Jessica Caban  (born June 13, 1982) is an American model, actress and fashion designer. She was a contestant on Model Latina, where she was crowned the first ever Model Latina champion.

Early life
Caban was born to Puerto Rican parents in New York City, and raised in Spanish Harlem.

Career
She began her career in 2002, after being chosen to represent Jennifer Lopez's line "J-LO" as a runner-up in a nationwide search. She was later featured in many commercials, magazines and landed the main role in Proyecto Uno's music video "Holla".

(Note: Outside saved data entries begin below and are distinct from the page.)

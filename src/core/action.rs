//! Actions: the inbound envelope, one variant per move kind.
//!
//! An action names the cards and table items it touches; the acting
//! player travels alongside the action, not inside it. The serde
//! representation is the wire format the transport layer ships:
//! `{"type": "trail", "card": {...}}` and so on, with variant names in
//! camelCase matching the envelope.
//!
//! Turn advancement is a property of the action kind: staging
//! create/add/cancel are provisional and keep the turn; everything
//! else passes it.

use serde::{Deserialize, Serialize};

use super::card::Card;
use crate::table::TableId;

/// A card chosen for staging, from hand or from the table.
#[derive(Clone, Copy, Debug, PartialEq, Eq, Serialize, Deserialize)]
#[serde(tag = "from", rename_all = "lowercase")]
pub enum StagePick {
    /// A card from the acting player's hand.
    Hand { card: Card },
    /// A loose card on the table.
    Table { item: TableId },
}

/// A complete game action.
#[derive(Clone, Debug, PartialEq, Eq, Serialize, Deserialize)]
#[serde(tag = "type", rename_all = "camelCase", rename_all_fields = "camelCase")]
pub enum Action {
    /// Place a hand card alone on the table.
    Trail { card: Card },

    /// Capture one or more table items with a matching hand card.
    Capture { card: Card, targets: Vec<TableId> },

    /// Create a build from a hand card and loose table cards, or merge
    /// into an existing build of the declared value.
    Build {
        card: Card,
        targets: Vec<TableId>,
        value: u8,
    },

    /// Extend a build the actor owns.
    AddToOwnBuild { card: Card, build: TableId },

    /// Extend the opponent's build, taking ownership of it.
    AddToOpponentBuild { card: Card, build: TableId },

    /// Open a staging stack with a first card.
    CreateStagingStack { pick: StagePick },

    /// Add a card to the actor's open staging stack.
    AddToStagingStack { stack: TableId, pick: StagePick },

    /// Commit the staging stack at a declared value: into a build, or
    /// directly into a capture when `capture_with` names a matching
    /// hand card.
    FinalizeStagingStack {
        stack: TableId,
        value: u8,
        capture_with: Option<Card>,
    },

    /// Disband the staging stack, returning every card to its origin.
    CancelStagingStack { stack: TableId },
}

impl Action {
    /// Whether this action passes the turn once applied.
    ///
    /// Staging create/add/cancel are provisional follow-ups by the
    /// same player.
    #[must_use]
    pub fn advances_turn(&self) -> bool {
        !matches!(
            self,
            Action::CreateStagingStack { .. }
                | Action::AddToStagingStack { .. }
                | Action::CancelStagingStack { .. }
        )
    }

    /// Envelope name of this action kind, as it appears on the wire.
    #[must_use]
    pub fn kind_name(&self) -> &'static str {
        match self {
            Action::Trail { .. } => "trail",
            Action::Capture { .. } => "capture",
            Action::Build { .. } => "build",
            Action::AddToOwnBuild { .. } => "addToOwnBuild",
            Action::AddToOpponentBuild { .. } => "addToOpponentBuild",
            Action::CreateStagingStack { .. } => "createStagingStack",
            Action::AddToStagingStack { .. } => "addToStagingStack",
            Action::FinalizeStagingStack { .. } => "finalizeStagingStack",
            Action::CancelStagingStack { .. } => "cancelStagingStack",
        }
    }
}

In 2008, Caban auditioned for Sí TV's new reality competition show, Model Latina, in which aspiring models compete against each other in fashion and cultural challenges; it was filmed in Los Angeles. Caban and Darlenis Duran competed in the season finale, where Caban has crowned Sí TV's first Model Latina. She was awarded a $10,000 contract with Q Management and was featured in spreads of magazines.

From 2016 to 2018, Caban played the role of Sonia on the comedy-drama series Jane The Virgin. 

She created and designed the swimwear line J.Marie Swim, that actively operated until 2020, releasing several pieces and campaigns. 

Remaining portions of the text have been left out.